In view of the legislation and the decisions made in Scott and Mahony, the Commissioner's view is that for a fund to be classified as a superannuation fund, it must exclusively provide a narrow range of benefits that are characterised by some specific future purpose. That is, the payment of superannuation benefits upon retirement, invalidity or death of the individual or as specified under the SIS Act.

Therefore, in order for the lump sum payment from the overseas fund to be considered a payment from a foreign superannuation fund as defined in subsection 995-1(1) of the ITAA 1997, it must also satisfy the requirements set out in subsection 295-95(2) of the ITAA 1997. This means that it should not be an Australian superannuation fund as defined in that subsection but must be a provident, benefit, superannuation or retirement fund as discussed above.

In the present case the foreign fund is established outside of Australia with its central management and control outside of Australia. Therefore the Fund is not an Australian superannuation fund as defined in subsection 295-95(2) of the ITAA 1997.

The documentation provided in relation to the terms and conditions of the overseas fund indicate benefits are only paid on retirement and the fund would meet the definition of superannuation fund. In addition, it is clear the payer of the lump sum payment is established outside of Australia with its central management and control outside of Australia. Therefore, on the basis of the information provided, the Commissioner considers the lump sum payment you received is from a foreign superannuation fund as defined in subsection 995-1(1) of the ITAA 1997.

Applicable fund earnings

The taxpayer became a resident of Australia for tax purposes during the 2005-06 income year and has requested a calculation if the payment was made on a specified date during the 2012-13 income year. As this is more than 6 months after the taxpayer became an Australian resident section 305-70 of the ITAA 1997 applies to include the 'applicable fund earnings' (if any) as assessable income.

The 'applicable fund earnings' are worked out under section 305-75. As mentioned earlier, subsection 305-75(3) applies where the person becomes an Australian resident after the start of the period to which the lump sum relates.

Subsection 305-75(3) of the ITAA 1997 states:

If you become an Australian resident after the start of the period to which the lump sum relates, the amount of your applicable fund earnings is the amount (not less than zero) worked out as follows:

Work out the total of the following amounts:

The amount in the fund that was vested in you just before the day (the start day) you first became an Australian resident during the period;

The part of the payment that is attributable to contributions to the fund made by or in respect of you during the remainder of the period;

The part of the payment (if any) that is attributable to amounts transferred into the fund from any other foreign superannuation fund during the period:

Subtract that total amount from the amount in the fund that was vested in you when the lump sum was paid (before any deduction for foreign tax);

Multiply the resulting amount by the proportion of the total days during the period when you were an Australian resident;

Add the total of all previously exempt fund earnings (if any) covered by subsections (5) and (6).

In short, your client is assessed only on the income earned (the accretion) in respect of the Fund less any contributions your client made since they became a resident of Australia.
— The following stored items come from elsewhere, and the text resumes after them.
//! FFmpeg process engine.
//!
//! Each worker owns a private temporary directory used as FFmpeg's working
//! directory. Commands run as child processes with `-progress pipe:2`; stderr
//! is split into progress blocks and log lines and forwarded as events.

use std::collections::VecDeque;
use std::path::{Component, Path, PathBuf};
use std::process::Stdio;
use std::time::Instant;

use async_trait::async_trait;
use tempfile::TempDir;
use tokio::io::{AsyncBufReadExt, BufReader};
use tokio::process::Command;
use tokio::task::JoinHandle;
use tracing::{debug, info, warn};
use uuid::Uuid;

use crate::cancel::CancelSignal;
use crate::error::{MediaError, MediaResult};
use crate::metrics;
use crate::progress::{ProgressLine, ProgressParser};
use crate::worker::{
    ExitStatus, TranscodeEngine, TranscodeWorker, WorkerEvent, WorkerEventHandler, LOG_TAIL_LINES,
};

/// Engine spawning FFmpeg child processes.
#[derive(Debug, Clone)]
pub struct FfmpegEngine {
    /// FFmpeg executable
    binary: PathBuf,
    /// Parent directory for worker scratch, system temp dir when `None`
    scratch_root: Option<PathBuf>,
}

impl FfmpegEngine {
    /// Locate `ffmpeg` on `PATH`.
    pub fn from_path() -> MediaResult<Self> {
        let binary = check_ffmpeg()?;
        Ok(Self::with_binary(binary))
    }

    /// Use an explicit FFmpeg executable.
    pub fn with_binary(binary: impl Into<PathBuf>) -> Self {
        Self {
            binary: binary.into(),
            scratch_root: None,
        }
    }

    /// Create worker scratch directories under `root`.
    pub fn with_scratch_root(mut self, root: impl Into<PathBuf>) -> Self {
        self.scratch_root = Some(root.into());
        self
    }

    pub fn binary(&self) -> &Path {
        &self.binary
    }
}

#[async_trait]
impl TranscodeEngine for FfmpegEngine {
    fn name(&self) -> &str {
        "ffmpeg"
    }

    async fn spawn(&self, label: &str) -> MediaResult<Box<dyn TranscodeWorker>> {
        let id = format!("{label}-{}", &Uuid::new_v4().simple().to_string()[..8]);

        let mut builder = tempfile::Builder::new();
        builder.prefix("vfx-worker-");
        let scratch = match &self.scratch_root {
            Some(root) => {
                tokio::fs::create_dir_all(root).await?;
                builder.tempdir_in(root)?
            }
            None => builder.tempdir()?,
        };

        debug!(worker_id = %id, scratch = %scratch.path().display(), "Spawned FFmpeg worker");
        metrics::record_worker_spawned(self.name());

        Ok(Box::new(FfmpegWorker {
            id,
            stage: label.to_string(),
            binary: self.binary.clone(),
            scratch: Some(scratch),
            handler: None,
        }))
    }
}

/// One FFmpeg worker with its scratch directory.
pub struct FfmpegWorker {
    id: String,
    stage: String,
    binary: PathBuf,
    /// `None` once terminated
    scratch: Option<TempDir>,
    handler: Option<WorkerEventHandler>,
}

impl FfmpegWorker {
    fn scratch_dir(&self) -> MediaResult<&Path> {
        self.scratch
            .as_ref()
            .map(|dir| dir.path())
            .ok_or_else(|| MediaError::WorkerTerminated(self.id.clone()))
    }

    /// Resolve a scratch-relative file name, rejecting anything that escapes it.
    fn scratch_path(&self, name: &str) -> MediaResult<PathBuf> {
        let relative = Path::new(name);
        let plain = relative
            .components()
            .all(|c| matches!(c, Component::Normal(_)));
        if !plain || name.is_empty() {
            return Err(MediaError::validation(format!(
                "scratch file name '{name}' must be a plain relative path"
            )));
        }
        Ok(self.scratch_dir()?.join(relative))
    }
}

#[async_trait]
impl TranscodeWorker for FfmpegWorker {
    fn id(&self) -> &str {
        &self.id
    }

    async fn write_input(&mut self, name: &str, bytes: &[u8]) -> MediaResult<()> {
        let path = self.scratch_path(name)?;
        tokio::fs::write(&path, bytes).await?;
        Ok(())
    }

    async fn read_output(&mut self, name: &str) -> MediaResult<Vec<u8>> {
        let path = self.scratch_path(name)?;
        Ok(tokio::fs::read(&path).await?)
    }

    async fn delete_file(&mut self, name: &str) -> MediaResult<()> {
        let path = self.scratch_path(name)?;
        match tokio::fs::remove_file(&path).await {
            Ok(()) => Ok(()),
            Err(e) if e.kind() == std::io::ErrorKind::NotFound => Ok(()),
            Err(e) => Err(e.into()),
        }
    }

    fn set_event_handler(&mut self, handler: Option<WorkerEventHandler>) {
        self.handler = handler;
    }

    async fn execute(&mut self, args: &[String], cancel: &CancelSignal) -> MediaResult<ExitStatus> {
        if cancel.is_cancelled() {
            return Err(MediaError::Cancelled);
        }

        let dir = self.scratch_dir()?.to_path_buf();
        debug!(worker_id = %self.id, "Running FFmpeg: ffmpeg {}", args.join(" "));

        let started = Instant::now();
        let mut child = Command::new(&self.binary)
            .args(args)
            .current_dir(&dir)
            .stdin(Stdio::null())
            .stdout(Stdio::null())
            .stderr(Stdio::piped())
            .kill_on_drop(true)
            .spawn()
            .map_err(|e| match e.kind() {
                std::io::ErrorKind::NotFound => MediaError::FfmpegNotFound,
                _ => MediaError::Io(e),
            })?;

        let stderr = child
            .stderr
            .take()
            .ok_or_else(|| MediaError::internal("FFmpeg stderr not captured"))?;
        let handler = self.handler.clone();

        // Reader task: forwards events and keeps the log tail
        let mut reader = StderrReader(tokio::spawn(async move {
            let mut lines = BufReader::new(stderr).lines();
            let mut parser = ProgressParser::new();
            let mut tail: VecDeque<String> = VecDeque::with_capacity(LOG_TAIL_LINES);

            while let Ok(Some(line)) = lines.next_line().await {
                match parser.parse_line(&line) {
                    ProgressLine::Block(progress) => {
                        if let Some(handler) = &handler {
                            handler(WorkerEvent::Progress(progress));
                        }
                    }
                    ProgressLine::Field => {}
                    ProgressLine::Log => {
                        if tail.len() == LOG_TAIL_LINES {
                            tail.pop_front();
                        }
                        tail.push_back(line.clone());
                        if let Some(handler) = &handler {
                            handler(WorkerEvent::Log(line));
                        }
                    }
                }
            }

            Vec::from(tail)
        }));

        let mut cancel = cancel.clone();
        let waited = tokio::select! {
            biased;
            _ = cancel.cancelled() => None,
            status = child.wait() => Some(status),
        };

        let Some(status) = waited else {
            info!(worker_id = %self.id, "FFmpeg cancelled, killing process");
            if let Err(e) = child.kill().await {
                warn!(worker_id = %self.id, error = %e, "Failed to kill FFmpeg process");
            }
            drop(reader);
            metrics::record_command(&self.stage, "cancelled", started.elapsed().as_secs_f64());
            return Err(MediaError::Cancelled);
        };

        let status = status?;
        let log_tail = (&mut reader.0).await.unwrap_or_default();
        let exit = ExitStatus {
            code: status.code(),
            log_tail,
        };

        let outcome = if exit.success() { "success" } else { "failure" };
        metrics::record_command(&self.stage, outcome, started.elapsed().as_secs_f64());
        debug!(
            worker_id = %self.id,
            exit_code = ?exit.code,
            elapsed_ms = started.elapsed().as_millis() as u64,
            "FFmpeg exited"
        );

        Ok(exit)
    }

    async fn terminate(&mut self) -> MediaResult<()> {
        if let Some(scratch) = self.scratch.take() {
            debug!(worker_id = %self.id, "Terminating FFmpeg worker");
            scratch.close()?;
        }
        self.handler = None;
        Ok(())
    }
}

/// Stderr reader of one `execute` call, aborted when the call ends or is
/// dropped so no event reaches the handler afterwards.
struct StderrReader(JoinHandle<Vec<String>>);

impl Drop for StderrReader {
    fn drop(&mut self) {
        self.0.abort();
    }
}

/// Check if FFmpeg is available.
pub fn check_ffmpeg() -> MediaResult<PathBuf> {
    which::which("ffmpeg").map_err(|_| MediaError::FfmpegNotFound)
}

/// Check if FFprobe is available.
pub fn check_ffprobe() -> MediaResult<PathBuf> {
    which::which("ffprobe").map_err(|_| MediaError::FfprobeNotFound)
}

#[cfg(test)]
mod tests {
    use super::*;

    fn engine(root: &Path) -> FfmpegEngine {
        FfmpegEngine::with_binary("ffmpeg").with_scratch_root(root)
    }

    #[tokio::test]
    async fn test_scratch_file_roundtrip_and_release() {
        let root = tempfile::tempdir().unwrap();
        let mut worker = engine(root.path()).spawn("normalize").await.unwrap();
        assert!(worker.id().starts_with("normalize-"));

        worker.write_input("input.mp4", b"data").await.unwrap();
        assert_eq!(worker.read_output("input.mp4").await.unwrap(), b"data");

        worker.delete_file("input.mp4").await.unwrap();
        worker.delete_file("input.mp4").await.unwrap();
        assert!(worker.read_output("input.mp4").await.is_err());

        worker.terminate().await.unwrap();
        worker.terminate().await.unwrap();
        assert_eq!(std::fs::read_dir(root.path()).unwrap().count(), 0);
        assert!(matches!(
            worker.write_input("x", b"").await,
            Err(MediaError::WorkerTerminated(_))
        ));
    }

    #[tokio::test]
    async fn test_drop_releases_scratch() {
        let root = tempfile::tempdir().unwrap();
        {
            let mut worker = engine(root.path()).spawn("concat").await.unwrap();
            worker.write_input("list.txt", b"file 'a'").await.unwrap();
            assert_eq!(std::fs::read_dir(root.path()).unwrap().count(), 1);
        }
        assert_eq!(std::fs::read_dir(root.path()).unwrap().count(), 0);
    }

    #[tokio::test]
    async fn test_rejects_escaping_names() {
        let root = tempfile::tempdir().unwrap();
        let mut worker = engine(root.path()).spawn("normalize").await.unwrap();
        assert!(worker.write_input("../evil", b"").await.is_err());
        assert!(worker.write_input("/etc/passwd", b"").await.is_err());
        assert!(worker.write_input("", b"").await.is_err());
    }

    #[tokio::test]
    async fn test_execute_after_cancel_never_spawns() {
        let root = tempfile::tempdir().unwrap();
        let mut worker = FfmpegEngine::with_binary("/nonexistent/ffmpeg")
            .with_scratch_root(root.path())
            .spawn("normalize")
            .await
            .unwrap();

        let handle = crate::cancel::CancelHandle::new();
        handle.cancel();
        let result = worker.execute(&["-version".to_string()], &handle.signal()).await;
        assert!(matches!(result, Err(MediaError::Cancelled)));
    }

    #[cfg(unix)]
    #[tokio::test]
    async fn test_dropped_execute_stops_events() {
        use std::sync::atomic::{AtomicUsize, Ordering};
        use std::sync::Arc;
        use std::time::Duration;

        let root = tempfile::tempdir().unwrap();
        let mut worker = FfmpegEngine::with_binary("/bin/sh")
            .with_scratch_root(root.path())
            .spawn("normalize")
            .await
            .unwrap();

        let blocks = Arc::new(AtomicUsize::new(0));
        {
            let blocks = blocks.clone();
            worker.set_event_handler(Some(Arc::new(move |event: WorkerEvent| {
                if matches!(event, WorkerEvent::Progress(_)) {
                    blocks.fetch_add(1, Ordering::SeqCst);
                }
            })));
        }

        // An endless stream of progress blocks on stderr
        let args = vec![
            "-c".to_string(),
            "while true; do echo out_time_us=1000000 >&2; echo progress=continue >&2; sleep 0.01; done".to_string(),
        ];
        let never = CancelSignal::never();
        let run = worker.execute(&args, &never);
        assert!(tokio::time::timeout(Duration::from_millis(300), run).await.is_err());

        let seen = blocks.load(Ordering::SeqCst);
        assert!(seen > 0);
        tokio::time::sleep(Duration::from_millis(100)).await;
        assert_eq!(blocks.load(Ordering::SeqCst), seen);
    }

    #[tokio::test]
    async fn test_missing_binary_reported() {
        let root = tempfile::tempdir().unwrap();
        let mut worker = FfmpegEngine::with_binary("/nonexistent/ffmpeg")
            .with_scratch_root(root.path())
            .spawn("normalize")
            .await
            .unwrap();

        let result = worker.execute(&["-version".to_string()], &CancelSignal::never()).await;
        assert!(matches!(result, Err(MediaError::FfmpegNotFound)));
    }
}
Further, any amounts representative of earnings during the periods of non-residency, and transfers into the paying fund do not form part of the taxable amount when the overseas benefit is paid.

Foreign currency conversion

Subsection 960-50(1) of the ITAA 1997 states that an amount in a foreign currency is to be translated into Australian dollars (A$). The applicable fund earnings is the result of a calculation from two other amounts and subsection 960-50(4) states that when applying section 960-50 to amounts that are elements in the calculation of another amount you need to:

First, translate any amounts that are elements in the calculation of other amounts (except special accrual amounts); and

Then, calculate the other amounts.

The table in subsection 960-50(6) of the ITAA 1997 sets out the translation rules. Only the following items are relevant to determining the issue in your case:

    · item 11 which deals with a receipt or payment to which none of the other items apply, and

    · item 11A which applies to amounts that are neither receipts nor payments and to which none of the other items apply.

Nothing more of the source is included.